Task objective:
Each line in the data holding "local" should be listed.

[Opening Exercise material section]

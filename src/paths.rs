//! Centralized path resolution for rani
//!
//! # Environment Variables
//!
//! - `RANI_CONFIG_DIR` - Override config directory
//! - `RANI_STATE_DIR` - Override state directory (wanted overrides)
//! - `RANI_DATA_DIR` - Override local data directory (temp task script)
//!
//! # Path Resolution Priority
//!
//! Each directory resolves as:
//! 1. its `RANI_*` environment variable
//! 2. the matching `XDG_*_HOME/rani`
//! 3. `~/.config/rani`, `~/.local/state/rani` or `~/.local/share/rani`

use anyhow::{Context, Result};
use std::path::PathBuf;

/// Environment variable for config directory override
pub const ENV_CONFIG_DIR: &str = "RANI_CONFIG_DIR";

/// Environment variable for state directory override
pub const ENV_STATE_DIR: &str = "RANI_STATE_DIR";

/// Environment variable for local data directory override
pub const ENV_DATA_DIR: &str = "RANI_DATA_DIR";

/// File name of the script staged for each task
pub const TASK_SCRIPT_FILE: &str = "taskscript.tmp";

const APP_DIR: &str = "rani";

/// Resolve one directory through env override, XDG variable, then home default
fn resolve(override_var: &str, xdg_var: &str, home_parts: &[&str]) -> Result<PathBuf> {
    if let Ok(dir) = std::env::var(override_var) {
        let path = expand(&dir);
        log::debug!("Using dir from {}: {}", override_var, path.display());
        return Ok(path);
    }

    if let Ok(xdg) = std::env::var(xdg_var)
        && !xdg.is_empty()
    {
        let path = PathBuf::from(xdg).join(APP_DIR);
        log::debug!("Using {}: {}", xdg_var, path.display());
        return Ok(path);
    }

    let home = dirs::home_dir().context("Could not determine home directory")?;
    let path = home_parts
        .iter()
        .fold(home, |path, part| path.join(part))
        .join(APP_DIR);
    log::debug!("Using default dir: {}", path.display());
    Ok(path)
}

/// Get the rani config directory path
pub fn config_dir() -> Result<PathBuf> {
    resolve(ENV_CONFIG_DIR, "XDG_CONFIG_HOME", &[".config"])
}

/// Get the rani state directory path
pub fn state_dir() -> Result<PathBuf> {
    resolve(ENV_STATE_DIR, "XDG_STATE_HOME", &[".local", "state"])
}

/// Get the application local-data directory path
pub fn data_dir() -> Result<PathBuf> {
    resolve(ENV_DATA_DIR, "XDG_DATA_HOME", &[".local", "share"])
}

/// The fixed path every task script is staged at
pub fn task_script_path() -> Result<PathBuf> {
    Ok(data_dir()?.join(TASK_SCRIPT_FILE))
}

/// Expand ~ and environment variables in a path string.
pub fn expand(path: &str) -> PathBuf {
    let expanded = shellexpand::full(path).unwrap_or(std::borrow::Cow::Borrowed(path));
    PathBuf::from(expanded.as_ref())
}

// ============================================================================
// Tests
// ============================================================================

[Closing Exercise material section]

Response below:
//! - `RANI_DATA_DIR` - Override local data directory (temp task script)
//! 3. `~/.config/rani`, `~/.local/state/rani` or `~/.local/share/rani`
/// Environment variable for local data directory override
    resolve(ENV_STATE_DIR, "XDG_STATE_HOME", &[".local", "state"])
/// Get the application local-data directory path
    resolve(ENV_DATA_DIR, "XDG_DATA_HOME", &[".local", "share"])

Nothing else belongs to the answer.